Tools

howmanypeoplearearound – Count the number of people around you by monitoring wifi signals

howmanypeoplearearound

howmanypeoplearearound – Count the number of people around you by monitoring wifi signals

howmanypeoplearearound calculates the number of people in the vicinity using the approximate number of smartphones as a proxy (since ~70% of people have smartphones nowadays). A cellphone is determined to be in proximity to the computer based on sniffing WiFi probe requests. Possible uses of howmanypeoplearearound include: monitoring foot traffic in an area with Raspberry Pis, seeing if your roommates are home, calculate how many people are on the bus, etc.

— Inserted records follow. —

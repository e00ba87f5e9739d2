//! Typed lint configuration, decoded on the native side.

use std::collections::BTreeMap;
use std::path::PathBuf;

use globset::{Glob, GlobSet, GlobSetBuilder};
use lintbridge_plugin::Severity;
use serde::{Deserialize, Serialize};
use serde_json::{Map, Value};
use thiserror::Error;

use crate::ConfigLoadResult;

/// Lint configuration exported by a config module.
#[derive(Debug, Clone, Default, PartialEq, Serialize, Deserialize)]
#[serde(rename_all = "camelCase", default)]
pub struct LintConfig {
    /// Plugin module paths to load.
    pub plugins: Vec<String>,

    /// Rule settings keyed by `plugin/rule`.
    pub rules: BTreeMap<String, RuleSetting>,

    /// Shared settings passed to every rule.
    pub settings: Map<String, Value>,

    /// Declared globals passed to every rule.
    pub globals: Map<String, Value>,

    /// Configs this one extends.
    pub extends: Vec<String>,

    /// Glob patterns of files to skip, matched against the file path.
    pub ignore_patterns: Vec<String>,
}

impl LintConfig {
    /// Layers `other` on top of `self`; later settings win.
    pub fn merge(&mut self, other: LintConfig) {
        for plugin in other.plugins {
            if !self.plugins.contains(&plugin) {
                self.plugins.push(plugin);
            }
        }
        self.rules.extend(other.rules);
        self.settings.extend(other.settings);
        self.globals.extend(other.globals);
        self.extends.extend(other.extends);
        self.ignore_patterns.extend(other.ignore_patterns);
    }

    /// Compiles `ignore_patterns`. Returns `None` when there are none.
    pub fn ignore_globs(&self) -> Result<Option<GlobSet>, ConfigDiagnostic> {
        if self.ignore_patterns.is_empty() {
            return Ok(None);
        }

        let mut builder = GlobSetBuilder::new();
        for pattern in &self.ignore_patterns {
            let glob = Glob::new(pattern).map_err(|e| {
                ConfigDiagnostic::error(format!("Invalid ignore pattern '{}'", pattern))
                    .with_note(e.to_string())
            })?;
            builder.add(glob);
        }

        let globset = builder.build().map_err(|e| {
            ConfigDiagnostic::error("Failed to build ignore patterns").with_note(e.to_string())
        })?;

        Ok(Some(globset))
    }
}

/// Rule level.
#[derive(Debug, Clone, Copy, PartialEq, Eq, Hash)]
pub enum RuleLevel {
    /// Rule is disabled.
    Off,
    /// Findings are warnings.
    Warn,
    /// Findings are errors.
    Error,
}

impl RuleLevel {
    /// Parses `"off" | "warn" | "error"` or `0 | 1 | 2`.
    pub fn from_value(value: &Value) -> Option<Self> {
        match value {
            Value::String(s) => match s.as_str() {
                "off" => Some(Self::Off),
                "warn" => Some(Self::Warn),
                "error" => Some(Self::Error),
                _ => None,
            },
            Value::Number(n) => match n.as_u64()? {
                0 => Some(Self::Off),
                1 => Some(Self::Warn),
                2 => Some(Self::Error),
                _ => None,
            },
            _ => None,
        }
    }

    /// Returns the diagnostic severity for an enabled level.
    pub fn severity(self) -> Option<Severity> {
        match self {
            Self::Off => None,
            Self::Warn => Some(Severity::Warning),
            Self::Error => Some(Severity::Error),
        }
    }
}

/// Configuration for a single rule.
#[derive(Debug, Clone, PartialEq, Serialize, Deserialize)]
#[serde(untagged)]
pub enum RuleSetting {
    /// `[level, ...options]`.
    WithOptions(Vec<Value>),
    /// Bare level (`"warn"`, `2`, ...).
    Level(Value),
}

impl RuleSetting {
    /// Returns the rule level, or `None` if it is not a valid level.
    pub fn level(&self) -> Option<RuleLevel> {
        match self {
            RuleSetting::WithOptions(list) => list.first().and_then(RuleLevel::from_value),
            RuleSetting::Level(value) => RuleLevel::from_value(value),
        }
    }

    /// Returns the options list handed to the rule.
    pub fn options(&self) -> Vec<Value> {
        match self {
            RuleSetting::WithOptions(list) => list.iter().skip(1).cloned().collect(),
            RuleSetting::Level(_) => Vec::new(),
        }
    }
}

/// A decoded config together with the module it came from.
#[derive(Debug, Clone, PartialEq)]
pub struct LoadedConfig {
    /// Path of the config module.
    pub path: PathBuf,
    /// Decoded configuration.
    pub config: LintConfig,
}

/// A config loading problem, rendered through `miette`.
#[derive(Debug, Clone, PartialEq, Eq, Error, miette::Diagnostic)]
#[error("{message}")]
pub struct ConfigDiagnostic {
    /// Primary message.
    pub message: String,
    /// Underlying cause.
    #[help]
    pub note: Option<String>,
}

impl ConfigDiagnostic {
    /// Creates a diagnostic without a note.
    pub fn error(message: impl Into<String>) -> Self {
        Self {
            message: message.into(),
            note: None,
        }
    }

    /// Attaches a note.
    pub fn with_note(mut self, note: impl Into<String>) -> Self {
        self.note = Some(note.into());
        self
    }
}

impl ConfigLoadResult {
    /// Decodes every loaded config.
    ///
    /// Reports every config that does not decode or that uses `extends`,
    /// rather than stopping at the first.
    pub fn into_configs(self) -> Result<Vec<LoadedConfig>, Vec<ConfigDiagnostic>> {
        match self {
            ConfigLoadResult::Success(entries) => {
                let mut configs = Vec::with_capacity(entries.len());
                let mut errors = Vec::new();

                for entry in entries {
                    let config: LintConfig =
                        match serde_json::from_value(Value::Object(entry.config)) {
                            Ok(config) => config,
                            Err(e) => {
                                errors.push(
                                    ConfigDiagnostic::error(format!(
                                        "Failed to parse config from {}",
                                        entry.path
                                    ))
                                    .with_note(e.to_string()),
                                );
                                continue;
                            }
                        };

                    if !config.extends.is_empty() {
                        errors.push(ConfigDiagnostic::error(format!(
                            "`extends` in script configs is not yet supported (found in {})",
                            entry.path
                        )));
                        continue;
                    }

                    configs.push(LoadedConfig {
                        path: PathBuf::from(entry.path),
                        config,
                    });
                }

                if errors.is_empty() {
                    Ok(configs)
                } else {
                    Err(errors)
                }
            }
            ConfigLoadResult::Failures(failures) => Err(failures
                .into_iter()
                .map(|failure| {
                    ConfigDiagnostic::error(format!("Failed to load config: {}", failure.path))
                        .with_note(failure.error)
                })
                .collect()),
            ConfigLoadResult::Error(error) => {
                Err(vec![
                    ConfigDiagnostic::error("Failed to load config files").with_note(error),
                ])
            }
        }
    }
}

Tested on Linux (Raspbian and Ubuntu) and macOS.

Getting started

Dependencies

WiFi adapter with monitor mode

There are a number of possible USB WiFi adapters that support monitor mode. Personally I prefer the TN722N which is only ~$10 and works great with every model of the Raspberry Pi. Here is a good list of adapters that support ‘ad-hoc’ mode for the Raspberry Pi.

tshark

sudo apt-get install tshark

Then update it so it can be run as non-root:

sudo dpkg-reconfigure wireshark-common     (select YES)
sudo usermod -a -G wireshark $USER

You will need to logout and log back in for changes to effect.

Install

If you have Python installed, run this command

pip install howmanypeoplearearound

Run

First determine which adapter you want to use to scan (usually its wlan1), which you can find the name of using ifconfig. Then, to run, just type in

$ howmanypeoplearearound
Specify WiFi adapter (use ifconfig to determine): wlan1
Using wlan1 adapter and scanning for 60 seconds...
[==================================================] 100%        0s left
There are about 3 people around.

You can modify the scan time, designate the adapter, or modify the output using some command-line options.

$ howmanypeoplearearound --help

Options:
  -a, --adapter TEXT   adapter to use
  -s, --scantime TEXT  time in seconds to scan
  -o, --out TEXT       output cellphone data to file
  -v, --verbose        verbose mode
  --number             just print the number
  -j, --jsonprint      print JSON of cellphone data
  -n, --nearby         only quantify signals that are nearby (rssi > -70)
  --help               Show this message and exit.

You can also generate an JSON-formatted output to see what kind of phones are around:

$ howmanypeoplearearound -o test.json -a wlan1
[==================================================] 100%         0s left
There are about 4 people around.
$ cat test.json
[
  {
    "rssi": -86.0,
    "mac": "90:e7:c4:xx:xx:xx",
    "company": "HTC Corporation"
  },
  {
    "rssi": -84.0,
    "mac": "80:e6:50:xx:xx:xx",
    "company": "Apple, Inc."
  },
  {
    "rssi": -49.0,
    "mac": "ac:37:43:xx:xx:xx",
    "company": "HTC Corporation"
  }
]

A higher rssi means closer (one of these phones is mine, and the other two are my roommates’ who were upstairs).

You can create a log file with the number of people this one-liner (make sure to change your adapter):

$  while :; do echo "`date` `howmanypeoplearearound --number -a wlan1 -s 180`" >> log; sleep 1; done

How does it work?

howmanypeoplearearound counts up the number of probe requests coming from cellphones in a given amount of time. The probe requests can be “sniffed” from a monitor-mode enabled WiFi adapter using tshark. An acccurate count does depend on everyone having cellphone and also scanning long enough (1 – 10 minutes) to capture the packet when a phone pings the WiFi network (which happens every 1 to 10 minutes unless the phone is off or WiFi is disabled).

This is a simplification of another program I wrote, find-lf which uses a similar idea with a cluster of Raspberry Pis to geolocate positions of cellphones within the vicinity.